If a line in the data holds the string "backoff", list it.

[Collected data]
════

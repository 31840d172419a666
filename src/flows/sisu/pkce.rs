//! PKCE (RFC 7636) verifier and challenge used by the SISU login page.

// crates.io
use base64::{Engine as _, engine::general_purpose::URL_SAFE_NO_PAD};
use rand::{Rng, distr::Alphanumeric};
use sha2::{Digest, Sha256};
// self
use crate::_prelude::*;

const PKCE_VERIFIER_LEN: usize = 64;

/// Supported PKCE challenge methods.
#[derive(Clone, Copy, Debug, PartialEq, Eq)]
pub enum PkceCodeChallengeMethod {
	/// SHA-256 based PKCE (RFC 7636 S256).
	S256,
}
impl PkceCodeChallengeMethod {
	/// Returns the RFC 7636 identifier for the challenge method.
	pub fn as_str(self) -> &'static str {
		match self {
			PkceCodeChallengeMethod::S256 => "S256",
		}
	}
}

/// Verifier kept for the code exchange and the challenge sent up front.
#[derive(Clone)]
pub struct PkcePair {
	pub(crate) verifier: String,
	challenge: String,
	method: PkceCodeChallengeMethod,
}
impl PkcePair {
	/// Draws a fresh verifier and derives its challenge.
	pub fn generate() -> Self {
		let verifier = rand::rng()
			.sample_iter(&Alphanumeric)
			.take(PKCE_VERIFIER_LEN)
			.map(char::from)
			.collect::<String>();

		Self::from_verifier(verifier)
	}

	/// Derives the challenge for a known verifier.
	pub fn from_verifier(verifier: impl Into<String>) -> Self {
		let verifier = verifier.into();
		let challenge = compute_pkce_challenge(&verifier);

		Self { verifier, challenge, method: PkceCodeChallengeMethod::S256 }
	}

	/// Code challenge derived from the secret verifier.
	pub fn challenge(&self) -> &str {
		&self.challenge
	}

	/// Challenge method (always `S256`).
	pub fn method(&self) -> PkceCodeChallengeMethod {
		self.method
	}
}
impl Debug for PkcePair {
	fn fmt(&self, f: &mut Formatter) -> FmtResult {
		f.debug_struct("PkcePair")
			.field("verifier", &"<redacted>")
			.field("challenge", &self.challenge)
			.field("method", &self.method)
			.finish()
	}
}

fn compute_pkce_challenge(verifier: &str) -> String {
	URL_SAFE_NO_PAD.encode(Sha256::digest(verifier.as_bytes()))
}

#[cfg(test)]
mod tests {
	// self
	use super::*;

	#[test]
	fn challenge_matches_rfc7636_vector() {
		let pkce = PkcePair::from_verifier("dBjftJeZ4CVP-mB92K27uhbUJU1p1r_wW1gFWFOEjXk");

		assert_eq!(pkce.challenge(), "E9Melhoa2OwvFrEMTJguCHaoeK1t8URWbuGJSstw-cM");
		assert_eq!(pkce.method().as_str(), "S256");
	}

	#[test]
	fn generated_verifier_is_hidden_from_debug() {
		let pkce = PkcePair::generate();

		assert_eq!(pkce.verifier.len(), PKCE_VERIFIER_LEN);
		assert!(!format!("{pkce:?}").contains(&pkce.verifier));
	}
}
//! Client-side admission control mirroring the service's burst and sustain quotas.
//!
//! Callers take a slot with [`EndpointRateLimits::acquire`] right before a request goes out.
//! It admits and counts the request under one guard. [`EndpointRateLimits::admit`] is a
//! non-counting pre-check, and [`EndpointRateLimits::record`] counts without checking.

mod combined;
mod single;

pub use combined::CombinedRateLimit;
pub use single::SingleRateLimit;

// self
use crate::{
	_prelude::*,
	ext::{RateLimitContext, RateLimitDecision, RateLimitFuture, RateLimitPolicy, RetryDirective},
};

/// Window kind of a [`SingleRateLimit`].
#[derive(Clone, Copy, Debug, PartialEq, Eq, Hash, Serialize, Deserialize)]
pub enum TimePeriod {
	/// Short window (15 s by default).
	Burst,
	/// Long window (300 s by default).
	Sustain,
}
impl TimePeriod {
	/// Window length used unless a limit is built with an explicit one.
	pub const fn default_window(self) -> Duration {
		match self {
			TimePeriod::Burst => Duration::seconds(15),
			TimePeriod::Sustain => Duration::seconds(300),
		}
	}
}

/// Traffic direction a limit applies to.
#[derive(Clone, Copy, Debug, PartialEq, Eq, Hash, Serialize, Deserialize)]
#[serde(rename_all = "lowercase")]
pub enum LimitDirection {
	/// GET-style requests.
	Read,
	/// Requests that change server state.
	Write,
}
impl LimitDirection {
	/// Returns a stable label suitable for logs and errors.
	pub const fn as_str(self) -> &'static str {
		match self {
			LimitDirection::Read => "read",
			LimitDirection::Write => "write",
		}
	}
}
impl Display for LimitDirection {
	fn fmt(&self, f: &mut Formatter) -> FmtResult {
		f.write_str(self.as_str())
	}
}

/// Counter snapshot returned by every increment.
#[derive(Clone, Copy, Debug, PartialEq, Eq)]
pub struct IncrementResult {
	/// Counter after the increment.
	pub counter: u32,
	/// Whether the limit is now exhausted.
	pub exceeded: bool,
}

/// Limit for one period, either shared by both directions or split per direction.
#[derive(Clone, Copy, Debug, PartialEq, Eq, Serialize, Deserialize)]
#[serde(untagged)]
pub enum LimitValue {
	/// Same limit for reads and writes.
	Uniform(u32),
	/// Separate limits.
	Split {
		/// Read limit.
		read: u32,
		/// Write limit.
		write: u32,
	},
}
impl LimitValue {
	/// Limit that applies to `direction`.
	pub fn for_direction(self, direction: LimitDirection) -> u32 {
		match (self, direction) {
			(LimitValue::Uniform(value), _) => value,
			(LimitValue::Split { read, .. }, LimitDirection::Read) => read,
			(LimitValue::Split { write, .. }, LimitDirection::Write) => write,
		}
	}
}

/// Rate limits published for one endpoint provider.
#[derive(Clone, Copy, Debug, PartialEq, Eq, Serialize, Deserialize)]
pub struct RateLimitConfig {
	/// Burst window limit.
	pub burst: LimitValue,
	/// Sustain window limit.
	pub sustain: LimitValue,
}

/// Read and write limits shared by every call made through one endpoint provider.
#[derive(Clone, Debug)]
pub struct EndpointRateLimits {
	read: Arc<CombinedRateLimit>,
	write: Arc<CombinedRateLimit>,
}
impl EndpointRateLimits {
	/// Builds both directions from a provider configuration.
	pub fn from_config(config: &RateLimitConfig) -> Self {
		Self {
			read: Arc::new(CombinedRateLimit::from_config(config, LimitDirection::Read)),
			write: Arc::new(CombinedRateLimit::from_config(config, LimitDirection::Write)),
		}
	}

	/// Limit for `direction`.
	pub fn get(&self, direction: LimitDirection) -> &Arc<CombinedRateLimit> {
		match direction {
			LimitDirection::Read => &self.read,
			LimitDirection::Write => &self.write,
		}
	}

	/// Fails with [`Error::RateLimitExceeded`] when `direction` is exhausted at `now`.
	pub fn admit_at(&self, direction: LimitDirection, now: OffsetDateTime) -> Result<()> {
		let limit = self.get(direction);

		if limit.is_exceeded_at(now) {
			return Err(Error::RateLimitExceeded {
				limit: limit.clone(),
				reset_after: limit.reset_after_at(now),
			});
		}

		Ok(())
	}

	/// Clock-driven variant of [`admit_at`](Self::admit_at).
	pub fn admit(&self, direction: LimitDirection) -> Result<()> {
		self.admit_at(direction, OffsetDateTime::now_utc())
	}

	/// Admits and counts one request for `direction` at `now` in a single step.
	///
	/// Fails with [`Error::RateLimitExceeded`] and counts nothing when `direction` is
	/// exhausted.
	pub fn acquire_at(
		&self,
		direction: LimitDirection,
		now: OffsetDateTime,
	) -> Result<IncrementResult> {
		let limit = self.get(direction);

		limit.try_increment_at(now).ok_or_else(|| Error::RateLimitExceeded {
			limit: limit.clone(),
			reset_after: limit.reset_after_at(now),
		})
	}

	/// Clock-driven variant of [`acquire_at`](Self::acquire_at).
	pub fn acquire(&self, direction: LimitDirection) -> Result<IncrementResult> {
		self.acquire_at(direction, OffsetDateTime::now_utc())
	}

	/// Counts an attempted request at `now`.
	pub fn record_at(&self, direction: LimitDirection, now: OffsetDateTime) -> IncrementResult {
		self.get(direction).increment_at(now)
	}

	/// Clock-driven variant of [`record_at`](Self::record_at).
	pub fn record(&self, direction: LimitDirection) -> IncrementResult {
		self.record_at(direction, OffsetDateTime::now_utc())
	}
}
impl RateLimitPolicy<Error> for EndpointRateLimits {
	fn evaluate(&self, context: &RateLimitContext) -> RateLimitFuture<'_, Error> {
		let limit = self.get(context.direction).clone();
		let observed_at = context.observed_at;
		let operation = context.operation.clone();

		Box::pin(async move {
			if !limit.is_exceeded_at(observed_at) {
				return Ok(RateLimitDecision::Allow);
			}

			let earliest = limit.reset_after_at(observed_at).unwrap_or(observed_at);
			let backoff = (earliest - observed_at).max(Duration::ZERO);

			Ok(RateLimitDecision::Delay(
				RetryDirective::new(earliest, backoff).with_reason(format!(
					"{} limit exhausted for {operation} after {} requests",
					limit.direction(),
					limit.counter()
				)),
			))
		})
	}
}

════

__Written answer__
			let backoff = (earliest - observed_at).max(Duration::ZERO);
				RetryDirective::new(earliest, backoff).with_reason(format!(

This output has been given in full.